Wigginton v. University of Mississippi, et al., No. 3:15CV093-NPP-RB
Wigginton joined the faculty of the University of Mississippi as an assistant professor of Legal Studies in 2008, and thereafter received excellent reviews and was awarded for his work. When the time came to apply for tenure, his tenure committee recommended tenure, as did his dean and external reviewers, yet other deans recommended denying tenure, disregarding external reviews and citing a dearth of scholarship, contrary to Wigginton reviews.
In 2014, a review committee found deficiencies in the tenure application review process and recommended the award of tenure and promotion.
Nevertheless, the University Provost recommended against tenure and promotion.
Wigginton prevailed on appeal and an extension of his probationary period was recommended.
Instead, the university’s chancellor rejected the application for tenure and promotion and terminated Wigginton effective in May, 2017.

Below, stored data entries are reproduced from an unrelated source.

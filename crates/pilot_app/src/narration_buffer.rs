use std::collections::HashSet;

/// Outcome of flushing the narration buffer.
#[derive(Debug, Clone, PartialEq, Eq)]
pub enum Flushed {
    /// Text to commit as one message.
    Text(String),
    /// The buffer was empty or whitespace only.
    Empty,
    /// An utterance whose key was already committed in this turn; dropped.
    Duplicate(String),
}

/// Accumulates narration fragments into the utterance currently being spoken.
///
/// An utterance may be flushed in several chunks before it is sealed. Only
/// the first chunk is checked against earlier utterances of the turn; later
/// chunks extend it. The key of the whole utterance is recorded on seal.
#[derive(Debug, Clone)]
pub struct NarrationBuffer {
    text: String,
    /// Chunks of the current utterance already handed out by `flush`.
    open: String,
    committed: HashSet<String>,
    prefix_chars: usize,
}

impl NarrationBuffer {
    pub fn new(prefix_chars: usize) -> Self {
        Self {
            text: String::new(),
            open: String::new(),
            committed: HashSet::new(),
            prefix_chars,
        }
    }

    pub fn append(&mut self, fragment: &str) {
        self.text.push_str(fragment);
    }

    /// The partial utterance for live display. Not committed.
    pub fn current(&self) -> &str {
        &self.text
    }

    pub fn is_empty(&self) -> bool {
        self.text.trim().is_empty()
    }

    /// Takes the buffered text. The buffer is empty afterwards whatever the
    /// outcome.
    pub fn flush(&mut self) -> Flushed {
        let text = std::mem::take(&mut self.text);
        if text.trim().is_empty() {
            return Flushed::Empty;
        }

        if self.open.is_empty() && self.committed.contains(&self.key(&text)) {
            return Flushed::Duplicate(text);
        }
        self.open.push_str(&text);
        Flushed::Text(text)
    }

    /// Closes the current utterance. Unflushed text stays buffered and starts
    /// the next one.
    pub fn seal(&mut self) {
        let utterance = std::mem::take(&mut self.open);
        if !utterance.trim().is_empty() {
            let key = self.key(&utterance);
            self.committed.insert(key);
        }
    }

    /// Starts a new turn: narration committed earlier no longer suppresses
    /// identical text.
    pub fn start_turn(&mut self) {
        self.committed.clear();
    }

    fn key(&self, text: &str) -> String {
        text.trim().chars().take(self.prefix_chars).collect()
    }
}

The Mississippi Board of Trustee of Institutions of Higher Learning denied review. The Board terminated the chancellor in 2015,
The federal district court in Mississippi has denied dismissal on the basis of qualified immunity and denied summary judgment where genuine issues of material fact exist concerning whether Wigginton was discriminated against in denial of promotion and tenure, whether there was arbitrary and capricious review, and whether there was retaliation where Wigginton exercised constitutionally protected speech rights.